Precisamos superar a fase de, por todo e qualquer motivo, sempre isentar os alunos das consequências de não terem feito um bom curso (até porque eles são parte integrante fundamental do processo de ensino-aprendizagem) e fazer com que os estudantes, as famílias e a sociedade passem a cobrar mais eficácia geral e transparência sobre os resultados das avaliações, para que essas ajudem a melhorar o sistema como um todo e a qualidade dos formados.
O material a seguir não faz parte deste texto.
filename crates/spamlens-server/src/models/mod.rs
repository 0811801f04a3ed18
//! SpamLens Data Models
//!
//! - Message: submitted text and its classification
//! - Status: service probes and error bodies

mod message;
mod status;

pub use message::*;
pub use status::*;
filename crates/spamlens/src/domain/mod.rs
//! Domain Layer
//!
//! Pure domain logic without infrastructure dependencies.
//! Contains entities, value objects, and errors.

pub mod entities;
pub mod errors;
pub mod value_objects;

// Re-exports for convenience
pub use entities::*;
pub use errors::*;
pub use value_objects::*;
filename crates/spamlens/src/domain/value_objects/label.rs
//! Label - Classification outcome for a message

use serde::{Deserialize, Serialize};

/// Classification outcome
///
/// Persisted and transported as its integer code: `-1` unknown, `0` ham, `1` spam.
#[derive(Debug, Clone, Copy, Serialize, Deserialize, Default, PartialEq, Eq, Hash)]
#[serde(try_from = "i32", into = "i32")]
pub enum Label {
    #[default]
    Unknown,
    Ham,
    Spam,
}

impl Label {
    /// Integer code used on the wire and in storage
    pub fn code(self) -> i32 {
        match self {
            Label::Unknown => -1,
            Label::Ham => 0,
            Label::Spam => 1,
        }
    }

    /// Interpret a stored code, treating anything unrecognised as unknown
    pub fn from_code_lossy(code: i32) -> Self {
        Self::try_from(code).unwrap_or(Label::Unknown)
    }
}

impl TryFrom<i32> for Label {
    type Error = String;

    fn try_from(code: i32) -> Result<Self, Self::Error> {
        match code {
            -1 => Ok(Label::Unknown),
            0 => Ok(Label::Ham),
            1 => Ok(Label::Spam),
            other => Err(format!("Unknown label code: {}", other)),
        }
    }
}

impl From<Label> for i32 {
    fn from(label: Label) -> Self {
        label.code()
    }
}

impl std::fmt::Display for Label {
    fn fmt(&self, f: &mut std::fmt::Formatter<'_>) -> std::fmt::Result {
        match self {
            Label::Unknown => write!(f, "unknown"),
            Label::Ham => write!(f, "ham"),
            Label::Spam => write!(f, "spam"),
        }
    }
}
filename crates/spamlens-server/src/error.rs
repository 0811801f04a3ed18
//! HTTP error mapping
//!
//! Domain errors collapse to fixed client messages. Details are logged only.

use axum::{
    http::StatusCode,
    response::{IntoResponse, Response},
    Json,
};

use spamlens::DomainError;
use thiserror::Error;

use crate::models::ErrorResponse;

pub const TEXT_REQUIRED: &str = "Text is required";
pub const SOMETHING_WENT_WRONG: &str = "Something went wrong";

/// Error returned by route handlers
#[derive(Debug, Error)]
#[error("{status}: {message}")]
pub struct ApiError {
    status: StatusCode,
    message: &'static str,
}

impl ApiError {
    pub fn text_required() -> Self {
        Self {
            status: StatusCode::BAD_REQUEST,
            message: TEXT_REQUIRED,
        }
    }

    pub fn internal() -> Self {
        Self {
            status: StatusCode::INTERNAL_SERVER_ERROR,
            message: SOMETHING_WENT_WRONG,
        }
    }

    /// Map a domain error, logging it under `route`
    pub fn from_domain(route: &str, err: DomainError) -> Self {
        if err.is_user_error() {
            return Self::text_required();
        }
        tracing::error!("❌ {} error: {}", route, err);
        Self::internal()
    }
}

impl IntoResponse for ApiError {
    fn into_response(self) -> Response {
        (
            self.status,
            Json(ErrorResponse {
                error: self.message.to_string(),
            }),
        )
            .into_response()
    }
}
Dessa forma, os alunos terão como saber que ao escolher um curso que dá facilmente diplomas aos seus formados, mas que grande parte deles depois não consegue passar nos exames para o exercício profissional, ou de suficiência em exames feitos pelos órgãos de fiscalização da educação superior, estão se expondo ao risco da perda irreparável de tempo e de recursos pela escolha de um caminho mais fácil em detrimento do caminho certo para o seu futuro.

Da mesma forma, os órgãos de fiscalização passariam a dar mais ênfase aos resultados (que ao final é o que importa) do que aos insumos e processos nas instituições de ensino, pois muitos cursos com conceito baixos são de instituições que tiveram alta nota na avaliação "in loco" dos avaliadores dos respectivos órgãos que autorizam e credenciam os cursos superiores no país, assim como há vários exemplos de cursos com alto desempenho e que não atendem aos critérios valorizados por esses mesmos órgãos.

Distribuir diplomas de bacharel (ou de qualquer tipo de curso superior, inclusive - e com muita ênfase - as licenciaturas) sem a competência correspondente é como servir comida estragada para combater a fome, ou receitar remédio de validade ultrapassada como medida de saúde pública!

[1] Exame Nacional de Desempenho dos Estudantes

[2] Não consideraremos a modalidade híbrida por não constar na classificação do INEP.